Recent results in autoimmune disease showed that abnormal lipid metabolism is triggering inflammation by causing oxidative stress. As a result, higher amounts of reactive oxygen species (ROS) are produced, driving macrophage activation.² The scientists discovered decreased M1 macrophages and a lower expression of pro-inflammatory cytokines characteristic of the immunological phenotype of Pla2g7 mice. However, CD206⁺ macrophages increased after Pla2g7 deletion. M2 macrophages resolve inflammation and promote tissue repair. Spadaro et al. generated Pla2g7 defective macrophages to unravel the role of Pla2g7 in the control of fundamental inflammatory pathways. These macrophages demonstrated a reduced activation of markers indicative of inflammasome activation in response to lipopolysaccharide (LPS) and ceramide stimulation. Ceramide-induced Nlrp3 activation has been linked to age-related thymic involution. Pla2g7 knockout mice with a lifespan of 24 months had a larger thymic volume and a higher number of thymocytes. Pla2g7 deficiency thus protected against age-related thymic involution. These findings in mice were consistent with the results in humans, which showed downregulation of PLA2G7 during sustained CR.

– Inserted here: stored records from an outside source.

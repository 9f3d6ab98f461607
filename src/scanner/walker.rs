//! Directory listing for the canonical file index.
//!
//! # Overview
//!
//! This module provides the [`Walker`] struct, which lists the regular files
//! directly inside one directory (no recursion) and returns them sorted by
//! name. The position of each record in that list is the index used by every
//! later phase of a run.
//!
//! # Example
//!
//! ```no_run
//! use neardupe::scanner::walker::Walker;
//! use std::path::Path;
//!
//! let records = Walker::new(Path::new("/home/user/Downloads")).list().unwrap();
//! for record in &records {
//!     println!("{}", record.name);
//! }
//! ```

use std::path::{Path, PathBuf};
use std::sync::atomic::{AtomicBool, Ordering};
use std::sync::Arc;

use walkdir::WalkDir;

use super::{FileRecord, ScanError};

/// Lists the regular files of a single directory.
#[derive(Debug)]
pub struct Walker {
    /// Directory to list
    root: PathBuf,
    /// Include symlinks that resolve to regular files
    follow_symlinks: bool,
    /// Optional shutdown flag for graceful termination
    shutdown_flag: Option<Arc<AtomicBool>>,
}

impl Walker {
    /// Create a new walker for the given directory.
    #[must_use]
    pub fn new(path: &Path) -> Self {
        Self {
            root: path.to_path_buf(),
            follow_symlinks: false,
            shutdown_flag: None,
        }
    }

    /// Include symbolic links that point at regular files.
    #[must_use]
    pub fn with_follow_symlinks(mut self, follow: bool) -> Self {
        self.follow_symlinks = follow;
        self
    }

    /// Set the shutdown flag for graceful termination.
    ///
    /// When the flag is set, listing stops early and returns what it has so
    /// far; the caller is expected to check the flag itself afterwards.
    #[must_use]
    pub fn with_shutdown_flag(mut self, flag: Arc<AtomicBool>) -> Self {
        self.shutdown_flag = Some(flag);
        self
    }

    fn is_shutdown_requested(&self) -> bool {
        self.shutdown_flag
            .as_ref()
            .is_some_and(|f| f.load(Ordering::SeqCst))
    }

    /// Validate the root directory before listing it.
    fn validate_root(&self) -> Result<(), ScanError> {
        let metadata = std::fs::metadata(&self.root).map_err(|e| self.root_error(e))?;
        if !metadata.is_dir() {
            return Err(ScanError::NotADirectory(self.root.clone()));
        }
        Ok(())
    }

    fn root_error(&self, error: std::io::Error) -> ScanError {
        match error.kind() {
            std::io::ErrorKind::NotFound => ScanError::NotFound(self.root.clone()),
            std::io::ErrorKind::PermissionDenied => ScanError::PermissionDenied(self.root.clone()),
            _ => ScanError::Io {
                path: self.root.clone(),
                source: error,
            },
        }
    }

    /// List the regular files of the directory, sorted by name ascending.
    ///
    /// Subdirectories and other non-regular entries are excluded. Entries
    /// whose metadata cannot be read are skipped with a warning; failure to
    /// open the directory itself is an error.
    ///
    /// # Errors
    ///
    /// Returns `ScanError` if the directory does not exist, is not a
    /// directory, or cannot be read.
    pub fn list(&self) -> Result<Vec<FileRecord>, ScanError> {
        self.validate_root()?;

        let walker = WalkDir::new(&self.root)
            .min_depth(1)
            .max_depth(1)
            .follow_links(self.follow_symlinks);

        let mut records = Vec::new();
        for entry in walker {
            if self.is_shutdown_requested() {
                log::debug!("Listing interrupted by shutdown request");
                break;
            }

            let entry = match entry {
                Ok(entry) => entry,
                Err(e) if e.depth() == 0 => {
                    let source = e
                        .into_io_error()
                        .unwrap_or_else(|| std::io::Error::other("directory walk failed"));
                    return Err(self.root_error(source));
                }
                Err(e) => {
                    log::warn!("Skipping unreadable entry: {}", e);
                    continue;
                }
            };

            if !entry.file_type().is_file() {
                log::trace!("Skipping non-regular entry: {}", entry.path().display());
                continue;
            }

            let name = match entry.file_name().to_str() {
                Some(name) => name.to_owned(),
                None => {
                    let lossy = entry.file_name().to_string_lossy().into_owned();
                    log::warn!(
                        "File name is not valid UTF-8, reporting it as '{}': {}",
                        lossy,
                        entry.path().display()
                    );
                    lossy
                }
            };
            records.push(FileRecord::new(name, entry.into_path()));
        }

        // Path breaks ties between names that only differ before lossy decoding
        records.sort_by(|a, b| a.name.cmp(&b.name).then_with(|| a.path.cmp(&b.path)));
        log::debug!(
            "Listed {} files in {}",
            records.len(),
            self.root.display()
        );
        Ok(records)
    }
}

/// List the regular files of `dir`, sorted by name.
///
/// Convenience wrapper around [`Walker`].
///
/// # Errors
///
/// See [`Walker::list`].
pub fn list_directory(dir: &Path, follow_symlinks: bool) -> Result<Vec<FileRecord>, ScanError> {
    Walker::new(dir).with_follow_symlinks(follow_symlinks).list()
}
//! Ctrl+C handling for graceful shutdown.
//!
//! A shared `AtomicBool` is raised when the user interrupts the scan. The
//! listing and both comparison phases poll it and stop early, and the
//! binary exits with code 130.
//!
//! ```rust,no_run
//! use neardupe::signal::install_handler;
//! use neardupe::similarity::FinderConfig;
//!
//! let handler = install_handler().expect("signal handler");
//! let config = FinderConfig::default().with_shutdown_flag(handler.get_flag());
//! ```

use std::io::Write;
use std::sync::atomic::{AtomicBool, Ordering};
use std::sync::{Arc, OnceLock};

/// Shared shutdown flag.
#[derive(Debug, Clone)]
pub struct ShutdownHandler {
    flag: Arc<AtomicBool>,
}

impl ShutdownHandler {
    /// Create a handler with no shutdown requested.
    #[must_use]
    pub fn new() -> Self {
        Self {
            flag: Arc::new(AtomicBool::new(false)),
        }
    }

    /// Check if shutdown has been requested.
    #[must_use]
    pub fn is_shutdown_requested(&self) -> bool {
        self.flag.load(Ordering::SeqCst)
    }

    /// Request a shutdown without a signal.
    pub fn request_shutdown(&self) {
        self.flag.store(true, Ordering::SeqCst);
    }

    /// Clone of the flag to pass to the finder.
    #[must_use]
    pub fn get_flag(&self) -> Arc<AtomicBool> {
        Arc::clone(&self.flag)
    }

    /// Lower the flag again.
    pub fn reset(&self) {
        self.flag.store(false, Ordering::SeqCst);
    }
}

impl Default for ShutdownHandler {
    fn default() -> Self {
        Self::new()
    }
}

/// Error type for signal handler installation.
#[derive(Debug, thiserror::Error)]
pub enum SignalError {
    /// Failed to install the Ctrl+C handler.
    #[error("Failed to install signal handler: {0}")]
    InstallFailed(#[from] ctrlc::Error),
}

static GLOBAL_HANDLER: OnceLock<ShutdownHandler> = OnceLock::new();

/// Install a Ctrl+C handler that raises the shutdown flag.
///
/// The process-wide hook is registered once; later calls reuse it with the
/// flag lowered, so `run_app` can be called repeatedly (e.g. from tests).
///
/// # Errors
///
/// Returns `SignalError::InstallFailed` if the hook cannot be registered for
/// a reason other than one already being present.
pub fn install_handler() -> Result<ShutdownHandler, SignalError> {
    if let Some(handler) = GLOBAL_HANDLER.get() {
        handler.reset();
        return Ok(handler.clone());
    }

    let handler = ShutdownHandler::new();
    let flag = handler.get_flag();

    let installed = ctrlc::set_handler(move || {
        flag.store(true, Ordering::SeqCst);
        let _ = writeln!(std::io::stderr(), "\nInterrupted. Cleaning up...");
        let _ = std::io::stderr().flush();
        log::info!("Shutdown signal received");
    });

    match installed {
        Ok(()) => {
            let _ = GLOBAL_HANDLER.set(handler.clone());
            Ok(handler)
        }
        Err(ctrlc::Error::MultipleHandlers) => {
            log::debug!("Ctrl+C handler already registered, using unhooked handler");
            let handler = GLOBAL_HANDLER.get_or_init(ShutdownHandler::new);
            handler.reset();
            Ok(handler.clone())
        }
        Err(e) => Err(SignalError::InstallFailed(e)),
    }
}
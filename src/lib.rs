//! neardupe - near-duplicate file finder
//!
//! Compares every pair of regular files in a directory by name similarity,
//! fuzzy-hash similarity and relative size, and reports the pairs that meet
//! all configured thresholds. Fingerprinting and comparison run as two
//! parallel phases on a rayon pool.

pub mod cli;
pub mod config;
pub mod error;
pub mod logging;
pub mod output;
pub mod progress;
pub mod scanner;
pub mod signal;
pub mod similarity;

use std::io::{self, IsTerminal, Write};
use std::sync::Arc;

use anyhow::{Context, Result};

use crate::cli::{Cli, Commands, OutputFormat, ScanArgs};
use crate::config::Config;
use crate::error::ExitCode;
use crate::output::{CsvOutput, JsonOutput, TextOutput};
use crate::progress::Progress;
use crate::similarity::SimilarityFinder;

/// Run the application and print the report to stdout.
///
/// # Errors
///
/// Returns an error if configuration is invalid, the directory cannot be
/// scanned, the scan is interrupted, or the report cannot be written.
pub fn run_app(cli: Cli) -> Result<ExitCode> {
    let color = !cli.no_color && io::stdout().is_terminal();
    let stdout = io::stdout();
    let mut out = stdout.lock();
    run_app_to(cli, &mut out, color)
}

/// Run the application, writing the report to `out`.
///
/// # Errors
///
/// Same as [`run_app`].
pub fn run_app_to<W: Write>(cli: Cli, out: &mut W, color: bool) -> Result<ExitCode> {
    logging::init_logging(cli.verbose, cli.quiet);

    match cli.command {
        Commands::Scan(ref args) => handle_scan(args, cli.quiet, color, out),
    }
}

fn handle_scan<W: Write>(args: &ScanArgs, quiet: bool, color: bool, out: &mut W) -> Result<ExitCode> {
    let config = Config::load(args.config.as_deref())
        .and_then(|config| config.merge_cli(args))
        .context("Invalid configuration")?;
    log::debug!("Effective configuration: {config:?}");

    let handler = signal::install_handler()?;
    let mut finder_config = config
        .finder_config()
        .context("Invalid configuration")?
        .with_shutdown_flag(handler.get_flag());

    if !quiet && !args.output.is_machine_readable() && io::stderr().is_terminal() {
        finder_config = finder_config.with_progress_callback(Arc::new(Progress::new(false)));
    }

    log::info!("Running detector to identify similar files");
    let finder = SimilarityFinder::new(finder_config);
    let (report, summary) = finder.find_similar(&args.path)?;

    if report.is_empty() {
        log::info!("No similar files found");
    } else {
        log::info!("Number of similar files found: {}", summary.total_matches);
    }
    if summary.is_partial() {
        log::warn!(
            "{} file(s) could not be fingerprinted and were skipped",
            summary.skipped_files()
        );
    }

    let exit_code = ExitCode::for_outcome(!report.is_empty(), summary.is_partial());

    match args.output {
        OutputFormat::Text => TextOutput::new(&report, &summary)
            .with_color(color)
            .write_to(out)
            .context("Failed to write report")?,
        OutputFormat::Json => JsonOutput::new(&report, &summary, exit_code)
            .write_to(out, true)
            .context("Failed to write JSON report")?,
        OutputFormat::Csv => CsvOutput::new(&report)
            .write_to(&mut *out)
            .context("Failed to write CSV report")?,
    }
    out.flush()?;

    Ok(exit_code)
}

Recent studies confirm the relevance of Pla2g7 for shaping the immune phenotype in humans and mice.^2,3,4 Lp-PLA2 (encoded by Pla2g7) levels were investigated as a possible biomarker in chronic obstructive pulmonary disease (COPD), a disease indicative for accelerated aging. In the context of chronic inflammation, Lp-PLA2 was increased. In the study by Spadaro and colleagues, however, there was a positive association between BMI and Pla2g7 levels, indicating its regulation by body composition. This work highlights the role of Pla2g7 in controlling the immune response by altering macrophage polarization by examining the inflammatory response in COPD patients.⁴

Lp-PLA2 has also been shown to have a significant function in modulating inflammatory macrophage (M1) polarization in animals with experimental autoimmune encephalitis (EAE). The effects of Lp-PLA2 on M1 polarization were mediated via oxidized LDL (oxLDL) and lysophosphatidylcholine (lysoPC), which could be reversed by an Lp-PLA2 inhibitor. Pla2g7 inhibition is not only beneficial for autoimmune diseases like EAE, but it is also useful in reducing cardiac inflammation. Darapladip, an Lp-PLA2 inhibitor, reduced angiotensin II levels, which in turn reduced nlrp3 activation. These regulatory mechanisms are likely involved in the downregulation of macrophage-mediated fibroblast transformation.³

The downregulation of Pla2g7 has been proposed by Spadaro et al. as a potential mechanism to achieve the favorable benefits of CR. In healthy people, 14% CR resulted in a considerable reduction of total weight (11,6%) and loss of visceral adipose tissue (VAT) (78%). Loss of VAT is believed to be one of the underlying processes explaining the favorable benefits of CR, given the previously described regulatory effects in adipose tissue metabolism. Even though sarcopenia is a significant risk factor for the progression of numerous diseases, the analysis of the CALERIE cohort revealed that lean tissue loss accounted for only 17.5% of total tissue loss, muscle strength was indeed preserved in the healthy adults who took part in the study.⁵

Spadaro and colleagues’ results underscore the importance of CR in lowering inflammation and validate its influence on life span in agreement with other publications.^2,4 Pla2g7’s identification as a critical regulatory gene is a significant step forward in understanding the role of adipose tissue metabolism in regulating immune-metabolic effects. Pla2g7’s discovery as a key regulator of macrophage polarization should help to better understand inflammatory pathways in adipose tissue. These favorable data show that long-term CR improves health and extends the life expectancy. An unbalanced reduction in calorie intake, on the other hand, might significantly increase morbidity and death due to muscle loss and the breakdown of energetically costly immune-modulatory processes. This is evident in patients suffering from anorexia. As a result, aiming for a moderate CR is critical. Spadaro et al results stress further research in determining cut-off values for optimal CR objectives.